**WHAT THE EXERCISE ASKS**
From the records below, transcribe exactly the lines that begin at the line with "outline → footer pass." and end at the line with "const SCORE_SIZE: f32 = 26.0;", both included.

═════ MATERIAL FOR THIS EXERCISE ═════

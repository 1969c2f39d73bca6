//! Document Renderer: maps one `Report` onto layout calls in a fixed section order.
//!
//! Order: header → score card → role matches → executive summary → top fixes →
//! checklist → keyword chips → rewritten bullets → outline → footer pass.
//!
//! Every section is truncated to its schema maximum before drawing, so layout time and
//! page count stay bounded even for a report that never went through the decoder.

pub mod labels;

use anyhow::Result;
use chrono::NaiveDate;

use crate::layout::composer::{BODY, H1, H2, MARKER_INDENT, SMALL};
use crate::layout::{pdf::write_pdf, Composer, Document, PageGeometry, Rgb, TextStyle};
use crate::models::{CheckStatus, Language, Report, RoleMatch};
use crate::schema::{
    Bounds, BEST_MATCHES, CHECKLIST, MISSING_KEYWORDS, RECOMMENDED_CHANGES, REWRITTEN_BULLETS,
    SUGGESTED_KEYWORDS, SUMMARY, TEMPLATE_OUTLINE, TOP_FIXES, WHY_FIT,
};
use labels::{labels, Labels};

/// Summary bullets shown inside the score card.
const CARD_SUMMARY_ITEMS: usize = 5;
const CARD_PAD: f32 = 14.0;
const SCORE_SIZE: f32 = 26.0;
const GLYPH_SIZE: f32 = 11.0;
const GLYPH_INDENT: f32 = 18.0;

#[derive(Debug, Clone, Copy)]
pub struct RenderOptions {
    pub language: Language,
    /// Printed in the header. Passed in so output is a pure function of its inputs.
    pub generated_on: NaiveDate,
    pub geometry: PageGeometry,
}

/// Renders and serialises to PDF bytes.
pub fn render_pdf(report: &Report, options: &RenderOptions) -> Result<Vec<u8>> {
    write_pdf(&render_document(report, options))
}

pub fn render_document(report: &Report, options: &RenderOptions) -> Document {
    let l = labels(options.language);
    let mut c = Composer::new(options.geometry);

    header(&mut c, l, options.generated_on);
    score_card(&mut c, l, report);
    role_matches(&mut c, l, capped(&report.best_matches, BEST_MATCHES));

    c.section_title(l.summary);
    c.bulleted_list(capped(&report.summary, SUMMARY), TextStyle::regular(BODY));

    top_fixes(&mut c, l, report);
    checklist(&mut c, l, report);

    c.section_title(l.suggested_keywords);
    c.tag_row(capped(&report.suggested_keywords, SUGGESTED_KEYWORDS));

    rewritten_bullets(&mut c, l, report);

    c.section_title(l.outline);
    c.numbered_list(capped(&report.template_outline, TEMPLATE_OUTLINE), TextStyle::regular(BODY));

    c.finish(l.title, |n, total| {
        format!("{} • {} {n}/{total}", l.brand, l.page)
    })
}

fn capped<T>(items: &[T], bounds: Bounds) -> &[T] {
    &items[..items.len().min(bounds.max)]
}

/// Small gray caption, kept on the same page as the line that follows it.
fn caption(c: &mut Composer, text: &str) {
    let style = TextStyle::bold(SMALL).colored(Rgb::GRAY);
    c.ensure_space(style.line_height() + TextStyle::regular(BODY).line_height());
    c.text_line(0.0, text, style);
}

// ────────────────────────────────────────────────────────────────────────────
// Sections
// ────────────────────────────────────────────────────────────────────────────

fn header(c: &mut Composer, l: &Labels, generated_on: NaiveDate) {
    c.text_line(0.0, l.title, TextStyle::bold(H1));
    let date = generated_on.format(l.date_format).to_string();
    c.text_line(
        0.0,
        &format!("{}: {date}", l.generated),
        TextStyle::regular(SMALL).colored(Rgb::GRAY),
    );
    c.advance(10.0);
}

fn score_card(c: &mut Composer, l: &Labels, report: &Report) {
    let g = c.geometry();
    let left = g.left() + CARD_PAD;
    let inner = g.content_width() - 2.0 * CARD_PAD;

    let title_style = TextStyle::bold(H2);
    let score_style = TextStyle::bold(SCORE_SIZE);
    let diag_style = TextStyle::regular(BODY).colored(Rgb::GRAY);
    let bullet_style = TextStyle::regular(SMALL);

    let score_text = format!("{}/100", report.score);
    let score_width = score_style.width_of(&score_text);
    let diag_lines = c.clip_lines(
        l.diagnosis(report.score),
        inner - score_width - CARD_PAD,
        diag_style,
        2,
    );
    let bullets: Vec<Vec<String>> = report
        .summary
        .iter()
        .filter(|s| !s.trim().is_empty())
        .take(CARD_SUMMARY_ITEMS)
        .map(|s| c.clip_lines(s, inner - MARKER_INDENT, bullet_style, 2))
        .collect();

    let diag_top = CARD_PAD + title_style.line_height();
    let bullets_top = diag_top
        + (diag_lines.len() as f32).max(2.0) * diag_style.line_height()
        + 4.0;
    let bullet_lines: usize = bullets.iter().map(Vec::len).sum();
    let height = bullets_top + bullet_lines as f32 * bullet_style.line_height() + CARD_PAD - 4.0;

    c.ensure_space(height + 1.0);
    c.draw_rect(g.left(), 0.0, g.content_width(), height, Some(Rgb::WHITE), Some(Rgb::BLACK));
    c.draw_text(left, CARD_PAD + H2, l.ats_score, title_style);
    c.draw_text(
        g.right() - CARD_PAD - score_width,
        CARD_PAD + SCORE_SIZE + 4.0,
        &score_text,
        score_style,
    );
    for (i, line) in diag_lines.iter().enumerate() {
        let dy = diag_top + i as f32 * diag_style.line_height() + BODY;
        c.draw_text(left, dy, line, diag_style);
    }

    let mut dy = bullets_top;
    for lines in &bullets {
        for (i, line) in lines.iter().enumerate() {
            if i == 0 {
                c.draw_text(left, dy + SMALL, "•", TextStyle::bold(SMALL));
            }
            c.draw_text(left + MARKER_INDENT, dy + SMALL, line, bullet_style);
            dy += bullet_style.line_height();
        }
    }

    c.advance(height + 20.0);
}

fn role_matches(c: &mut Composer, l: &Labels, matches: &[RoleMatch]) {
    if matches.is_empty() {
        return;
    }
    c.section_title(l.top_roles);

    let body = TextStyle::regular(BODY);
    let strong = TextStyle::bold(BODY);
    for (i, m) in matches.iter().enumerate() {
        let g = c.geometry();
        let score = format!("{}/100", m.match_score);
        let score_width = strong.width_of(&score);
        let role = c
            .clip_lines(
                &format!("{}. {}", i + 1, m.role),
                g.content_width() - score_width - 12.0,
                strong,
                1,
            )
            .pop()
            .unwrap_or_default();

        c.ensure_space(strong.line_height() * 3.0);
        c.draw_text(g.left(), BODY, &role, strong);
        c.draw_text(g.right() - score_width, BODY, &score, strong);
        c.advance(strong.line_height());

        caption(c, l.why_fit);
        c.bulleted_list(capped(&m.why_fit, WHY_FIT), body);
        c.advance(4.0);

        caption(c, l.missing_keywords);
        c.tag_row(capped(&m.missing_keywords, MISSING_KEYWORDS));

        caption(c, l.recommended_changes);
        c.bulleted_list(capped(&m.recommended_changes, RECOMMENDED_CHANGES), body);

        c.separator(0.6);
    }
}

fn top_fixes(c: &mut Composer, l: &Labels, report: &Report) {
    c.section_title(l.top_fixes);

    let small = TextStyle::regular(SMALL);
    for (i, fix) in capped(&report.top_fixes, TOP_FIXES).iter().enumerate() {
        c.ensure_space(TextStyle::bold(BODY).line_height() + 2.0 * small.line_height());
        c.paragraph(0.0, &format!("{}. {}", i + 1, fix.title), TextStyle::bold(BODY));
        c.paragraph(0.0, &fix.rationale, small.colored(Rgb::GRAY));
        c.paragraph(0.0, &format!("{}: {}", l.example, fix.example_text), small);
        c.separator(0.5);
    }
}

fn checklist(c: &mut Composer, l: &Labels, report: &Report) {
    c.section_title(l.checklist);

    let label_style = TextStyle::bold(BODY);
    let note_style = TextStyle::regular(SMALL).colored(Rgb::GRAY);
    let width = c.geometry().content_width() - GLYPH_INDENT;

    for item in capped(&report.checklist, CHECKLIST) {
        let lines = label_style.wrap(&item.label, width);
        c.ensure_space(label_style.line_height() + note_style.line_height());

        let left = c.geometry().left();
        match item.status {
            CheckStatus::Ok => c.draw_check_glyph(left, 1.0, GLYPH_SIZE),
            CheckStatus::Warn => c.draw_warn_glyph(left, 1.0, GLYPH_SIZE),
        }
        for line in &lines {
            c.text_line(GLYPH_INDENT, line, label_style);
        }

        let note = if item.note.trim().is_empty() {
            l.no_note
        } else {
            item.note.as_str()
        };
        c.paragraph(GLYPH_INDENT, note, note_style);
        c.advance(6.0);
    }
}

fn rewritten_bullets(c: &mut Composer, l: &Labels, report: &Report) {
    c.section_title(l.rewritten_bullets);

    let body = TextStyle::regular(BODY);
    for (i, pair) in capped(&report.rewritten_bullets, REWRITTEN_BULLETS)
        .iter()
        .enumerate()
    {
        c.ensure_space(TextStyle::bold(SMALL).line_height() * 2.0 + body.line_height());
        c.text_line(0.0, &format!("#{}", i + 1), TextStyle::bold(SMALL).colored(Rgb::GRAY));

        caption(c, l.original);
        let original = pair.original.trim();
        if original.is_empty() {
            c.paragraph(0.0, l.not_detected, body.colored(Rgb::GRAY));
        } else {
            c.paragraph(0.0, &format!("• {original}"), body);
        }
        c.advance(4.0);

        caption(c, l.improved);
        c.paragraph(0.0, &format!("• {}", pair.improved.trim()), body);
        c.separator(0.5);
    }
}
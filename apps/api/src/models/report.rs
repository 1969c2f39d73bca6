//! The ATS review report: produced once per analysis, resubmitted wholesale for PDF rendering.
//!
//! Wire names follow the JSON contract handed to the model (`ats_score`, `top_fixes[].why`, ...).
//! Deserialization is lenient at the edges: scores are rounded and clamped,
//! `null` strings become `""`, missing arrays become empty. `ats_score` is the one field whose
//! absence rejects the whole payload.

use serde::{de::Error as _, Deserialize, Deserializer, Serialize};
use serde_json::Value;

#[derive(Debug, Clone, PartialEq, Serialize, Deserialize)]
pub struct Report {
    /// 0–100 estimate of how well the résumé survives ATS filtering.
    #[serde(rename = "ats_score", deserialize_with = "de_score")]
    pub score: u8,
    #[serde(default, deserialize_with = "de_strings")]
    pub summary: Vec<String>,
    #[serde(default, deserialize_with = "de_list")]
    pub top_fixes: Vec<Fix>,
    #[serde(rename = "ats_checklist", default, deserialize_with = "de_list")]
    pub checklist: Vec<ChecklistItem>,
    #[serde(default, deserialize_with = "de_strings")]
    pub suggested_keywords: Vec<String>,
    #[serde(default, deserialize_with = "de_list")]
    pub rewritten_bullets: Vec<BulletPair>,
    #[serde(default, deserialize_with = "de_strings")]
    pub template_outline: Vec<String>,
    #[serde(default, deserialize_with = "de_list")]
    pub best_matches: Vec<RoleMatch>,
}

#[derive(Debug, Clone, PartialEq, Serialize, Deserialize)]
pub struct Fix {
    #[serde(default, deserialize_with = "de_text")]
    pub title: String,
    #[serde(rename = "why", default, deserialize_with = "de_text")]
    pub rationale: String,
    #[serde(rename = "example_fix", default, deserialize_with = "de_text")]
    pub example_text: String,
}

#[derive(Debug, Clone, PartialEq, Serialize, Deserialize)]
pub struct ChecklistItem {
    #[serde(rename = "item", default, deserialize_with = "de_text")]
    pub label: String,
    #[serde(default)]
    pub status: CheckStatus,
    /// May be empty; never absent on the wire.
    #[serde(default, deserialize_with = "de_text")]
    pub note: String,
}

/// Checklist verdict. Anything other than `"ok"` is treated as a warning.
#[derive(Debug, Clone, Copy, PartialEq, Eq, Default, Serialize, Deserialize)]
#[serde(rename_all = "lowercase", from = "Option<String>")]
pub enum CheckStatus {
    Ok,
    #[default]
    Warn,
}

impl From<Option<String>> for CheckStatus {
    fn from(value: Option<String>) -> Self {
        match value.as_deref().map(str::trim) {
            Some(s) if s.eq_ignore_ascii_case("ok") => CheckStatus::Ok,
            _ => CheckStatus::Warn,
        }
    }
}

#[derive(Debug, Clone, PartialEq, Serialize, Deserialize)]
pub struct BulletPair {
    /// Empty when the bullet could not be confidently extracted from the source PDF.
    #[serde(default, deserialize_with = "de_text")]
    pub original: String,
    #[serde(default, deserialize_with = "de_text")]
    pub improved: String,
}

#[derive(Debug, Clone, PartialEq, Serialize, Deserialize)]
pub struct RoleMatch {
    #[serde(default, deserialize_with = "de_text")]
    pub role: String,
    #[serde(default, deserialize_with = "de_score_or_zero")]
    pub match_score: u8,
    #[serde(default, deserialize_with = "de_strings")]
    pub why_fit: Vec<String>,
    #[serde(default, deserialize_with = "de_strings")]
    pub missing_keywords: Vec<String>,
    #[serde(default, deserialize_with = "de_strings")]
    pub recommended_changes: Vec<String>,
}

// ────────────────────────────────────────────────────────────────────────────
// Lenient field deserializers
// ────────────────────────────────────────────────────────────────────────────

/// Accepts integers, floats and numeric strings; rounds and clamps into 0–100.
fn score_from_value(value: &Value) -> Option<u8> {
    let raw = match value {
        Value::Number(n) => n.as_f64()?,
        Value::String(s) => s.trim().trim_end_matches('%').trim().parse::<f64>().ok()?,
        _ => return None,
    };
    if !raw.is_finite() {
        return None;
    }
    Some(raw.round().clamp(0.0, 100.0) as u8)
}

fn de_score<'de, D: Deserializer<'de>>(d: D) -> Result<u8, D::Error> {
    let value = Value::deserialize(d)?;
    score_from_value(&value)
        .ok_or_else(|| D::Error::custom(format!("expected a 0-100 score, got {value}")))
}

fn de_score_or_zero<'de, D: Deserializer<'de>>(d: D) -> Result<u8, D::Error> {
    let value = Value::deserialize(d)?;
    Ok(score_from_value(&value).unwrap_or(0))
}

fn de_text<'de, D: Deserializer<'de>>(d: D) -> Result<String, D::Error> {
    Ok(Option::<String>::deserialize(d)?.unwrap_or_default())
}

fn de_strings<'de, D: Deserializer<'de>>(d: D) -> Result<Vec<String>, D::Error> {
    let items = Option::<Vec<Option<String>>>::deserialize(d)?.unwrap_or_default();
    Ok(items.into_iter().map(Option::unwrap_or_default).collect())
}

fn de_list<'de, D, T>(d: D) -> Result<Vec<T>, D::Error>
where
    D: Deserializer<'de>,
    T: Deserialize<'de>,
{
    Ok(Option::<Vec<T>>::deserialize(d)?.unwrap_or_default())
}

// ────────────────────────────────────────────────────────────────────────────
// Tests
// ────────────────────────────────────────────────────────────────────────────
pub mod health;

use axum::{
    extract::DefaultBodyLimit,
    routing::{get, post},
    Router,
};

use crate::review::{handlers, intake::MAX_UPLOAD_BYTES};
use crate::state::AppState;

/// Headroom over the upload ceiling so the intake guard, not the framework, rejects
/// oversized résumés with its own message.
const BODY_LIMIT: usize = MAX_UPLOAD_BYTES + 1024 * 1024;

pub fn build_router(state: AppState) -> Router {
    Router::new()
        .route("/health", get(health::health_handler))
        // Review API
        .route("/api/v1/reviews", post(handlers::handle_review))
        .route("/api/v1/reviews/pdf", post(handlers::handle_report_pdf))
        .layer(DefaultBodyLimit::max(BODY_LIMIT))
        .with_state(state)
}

═════
═════ MATERIAL FOR THIS EXERCISE ═════

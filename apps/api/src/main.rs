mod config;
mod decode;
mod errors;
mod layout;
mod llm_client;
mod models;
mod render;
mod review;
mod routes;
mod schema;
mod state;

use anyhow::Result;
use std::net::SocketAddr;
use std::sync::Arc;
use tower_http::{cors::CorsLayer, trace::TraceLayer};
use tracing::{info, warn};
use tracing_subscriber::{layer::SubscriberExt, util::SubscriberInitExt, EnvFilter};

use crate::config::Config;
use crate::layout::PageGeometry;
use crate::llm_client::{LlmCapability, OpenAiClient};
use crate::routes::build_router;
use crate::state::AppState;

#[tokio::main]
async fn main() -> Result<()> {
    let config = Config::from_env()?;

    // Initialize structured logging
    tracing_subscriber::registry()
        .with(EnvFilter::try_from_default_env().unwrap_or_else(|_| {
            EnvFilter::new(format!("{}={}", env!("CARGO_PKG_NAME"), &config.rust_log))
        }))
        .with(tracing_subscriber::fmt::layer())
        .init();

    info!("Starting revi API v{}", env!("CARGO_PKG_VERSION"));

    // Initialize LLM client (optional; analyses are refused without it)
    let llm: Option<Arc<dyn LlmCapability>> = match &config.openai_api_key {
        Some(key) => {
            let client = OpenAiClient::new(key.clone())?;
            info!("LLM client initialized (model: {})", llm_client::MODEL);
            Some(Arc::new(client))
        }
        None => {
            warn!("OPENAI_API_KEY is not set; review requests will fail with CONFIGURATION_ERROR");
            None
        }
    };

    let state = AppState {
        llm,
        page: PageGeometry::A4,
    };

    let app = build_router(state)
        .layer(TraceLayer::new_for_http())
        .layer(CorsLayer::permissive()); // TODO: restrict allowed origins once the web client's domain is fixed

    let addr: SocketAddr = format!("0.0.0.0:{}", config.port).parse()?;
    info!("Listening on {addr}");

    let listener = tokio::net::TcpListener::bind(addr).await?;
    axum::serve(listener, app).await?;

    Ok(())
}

═════
═════ MATERIAL FOR THIS EXERCISE ═════

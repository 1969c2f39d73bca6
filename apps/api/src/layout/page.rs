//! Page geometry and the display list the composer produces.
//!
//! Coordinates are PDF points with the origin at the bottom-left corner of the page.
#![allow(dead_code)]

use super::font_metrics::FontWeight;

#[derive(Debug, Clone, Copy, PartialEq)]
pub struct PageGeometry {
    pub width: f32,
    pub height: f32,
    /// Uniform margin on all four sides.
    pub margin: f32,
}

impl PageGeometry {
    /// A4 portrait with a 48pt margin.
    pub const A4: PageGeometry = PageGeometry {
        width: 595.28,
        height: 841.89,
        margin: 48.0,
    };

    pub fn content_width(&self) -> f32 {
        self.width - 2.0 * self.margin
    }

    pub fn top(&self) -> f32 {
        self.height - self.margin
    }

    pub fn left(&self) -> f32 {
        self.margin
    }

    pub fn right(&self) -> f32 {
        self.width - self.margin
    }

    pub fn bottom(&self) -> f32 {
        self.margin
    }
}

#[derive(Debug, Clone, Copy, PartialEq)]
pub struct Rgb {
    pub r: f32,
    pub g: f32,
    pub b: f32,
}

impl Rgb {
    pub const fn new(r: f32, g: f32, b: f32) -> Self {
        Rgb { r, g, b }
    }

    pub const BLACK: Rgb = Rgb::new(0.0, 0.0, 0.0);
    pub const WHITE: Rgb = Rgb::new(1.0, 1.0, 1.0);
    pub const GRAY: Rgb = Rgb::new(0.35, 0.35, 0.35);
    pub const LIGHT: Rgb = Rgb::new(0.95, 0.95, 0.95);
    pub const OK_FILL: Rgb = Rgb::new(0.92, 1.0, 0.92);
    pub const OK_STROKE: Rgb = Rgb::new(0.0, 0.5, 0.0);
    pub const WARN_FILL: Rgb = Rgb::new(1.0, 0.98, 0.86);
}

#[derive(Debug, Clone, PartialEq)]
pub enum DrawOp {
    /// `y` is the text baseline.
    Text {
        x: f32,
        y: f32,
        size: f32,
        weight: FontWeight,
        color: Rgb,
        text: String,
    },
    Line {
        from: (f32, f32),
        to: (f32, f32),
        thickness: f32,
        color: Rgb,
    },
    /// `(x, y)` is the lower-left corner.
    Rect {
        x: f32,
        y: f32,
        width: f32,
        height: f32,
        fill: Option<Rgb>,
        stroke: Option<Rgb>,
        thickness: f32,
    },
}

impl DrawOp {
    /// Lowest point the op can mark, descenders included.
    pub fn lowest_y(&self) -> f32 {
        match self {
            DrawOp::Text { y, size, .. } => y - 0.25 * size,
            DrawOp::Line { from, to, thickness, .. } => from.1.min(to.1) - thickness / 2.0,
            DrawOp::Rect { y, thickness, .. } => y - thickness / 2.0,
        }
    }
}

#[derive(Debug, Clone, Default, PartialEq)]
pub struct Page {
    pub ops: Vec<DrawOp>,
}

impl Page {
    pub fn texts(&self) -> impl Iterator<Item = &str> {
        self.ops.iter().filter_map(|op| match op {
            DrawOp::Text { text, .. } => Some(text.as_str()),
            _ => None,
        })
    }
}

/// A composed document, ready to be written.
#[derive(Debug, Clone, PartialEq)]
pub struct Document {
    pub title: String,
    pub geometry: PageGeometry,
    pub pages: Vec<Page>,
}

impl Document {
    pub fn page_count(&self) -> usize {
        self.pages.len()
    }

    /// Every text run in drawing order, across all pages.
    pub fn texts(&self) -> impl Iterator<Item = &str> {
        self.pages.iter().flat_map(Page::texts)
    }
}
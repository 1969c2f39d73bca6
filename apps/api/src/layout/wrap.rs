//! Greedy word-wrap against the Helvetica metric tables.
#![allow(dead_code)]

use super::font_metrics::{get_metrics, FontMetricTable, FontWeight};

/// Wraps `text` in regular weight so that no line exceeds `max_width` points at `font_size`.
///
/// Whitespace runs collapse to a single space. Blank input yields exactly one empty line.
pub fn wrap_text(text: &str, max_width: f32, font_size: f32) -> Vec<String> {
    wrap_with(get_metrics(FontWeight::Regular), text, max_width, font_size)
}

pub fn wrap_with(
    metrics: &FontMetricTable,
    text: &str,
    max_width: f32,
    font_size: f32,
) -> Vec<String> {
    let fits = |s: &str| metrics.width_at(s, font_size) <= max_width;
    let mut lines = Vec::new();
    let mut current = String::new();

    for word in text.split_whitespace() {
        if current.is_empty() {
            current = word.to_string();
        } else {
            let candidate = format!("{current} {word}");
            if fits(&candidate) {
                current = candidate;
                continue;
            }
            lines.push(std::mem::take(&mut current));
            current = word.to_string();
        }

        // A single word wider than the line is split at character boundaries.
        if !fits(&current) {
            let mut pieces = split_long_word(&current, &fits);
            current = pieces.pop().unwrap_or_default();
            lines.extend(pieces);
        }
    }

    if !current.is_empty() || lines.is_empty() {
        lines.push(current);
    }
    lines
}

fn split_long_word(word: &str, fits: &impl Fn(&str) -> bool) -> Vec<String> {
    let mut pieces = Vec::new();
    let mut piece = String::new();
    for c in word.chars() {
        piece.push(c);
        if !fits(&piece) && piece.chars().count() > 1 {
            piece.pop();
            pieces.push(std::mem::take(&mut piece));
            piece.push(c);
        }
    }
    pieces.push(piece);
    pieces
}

═════

**ANSWER SPACE**
//! checklist → keyword chips → rewritten bullets → outline → footer pass.
//!
//! Every section is truncated to its schema maximum before drawing, so layout time and
//! page count stay bounded even for a report that never went through the decoder.

pub mod labels;

use anyhow::Result;
use chrono::NaiveDate;

use crate::layout::composer::{BODY, H1, H2, MARKER_INDENT, SMALL};
use crate::layout::{pdf::write_pdf, Composer, Document, PageGeometry, Rgb, TextStyle};
use crate::models::{CheckStatus, Language, Report, RoleMatch};
use crate::schema::{
    Bounds, BEST_MATCHES, CHECKLIST, MISSING_KEYWORDS, RECOMMENDED_CHANGES, REWRITTEN_BULLETS,
    SUGGESTED_KEYWORDS, SUMMARY, TEMPLATE_OUTLINE, TOP_FIXES, WHY_FIT,
};
use labels::{labels, Labels};

/// Summary bullets shown inside the score card.
const CARD_SUMMARY_ITEMS: usize = 5;
const CARD_PAD: f32 = 14.0;
const SCORE_SIZE: f32 = 26.0;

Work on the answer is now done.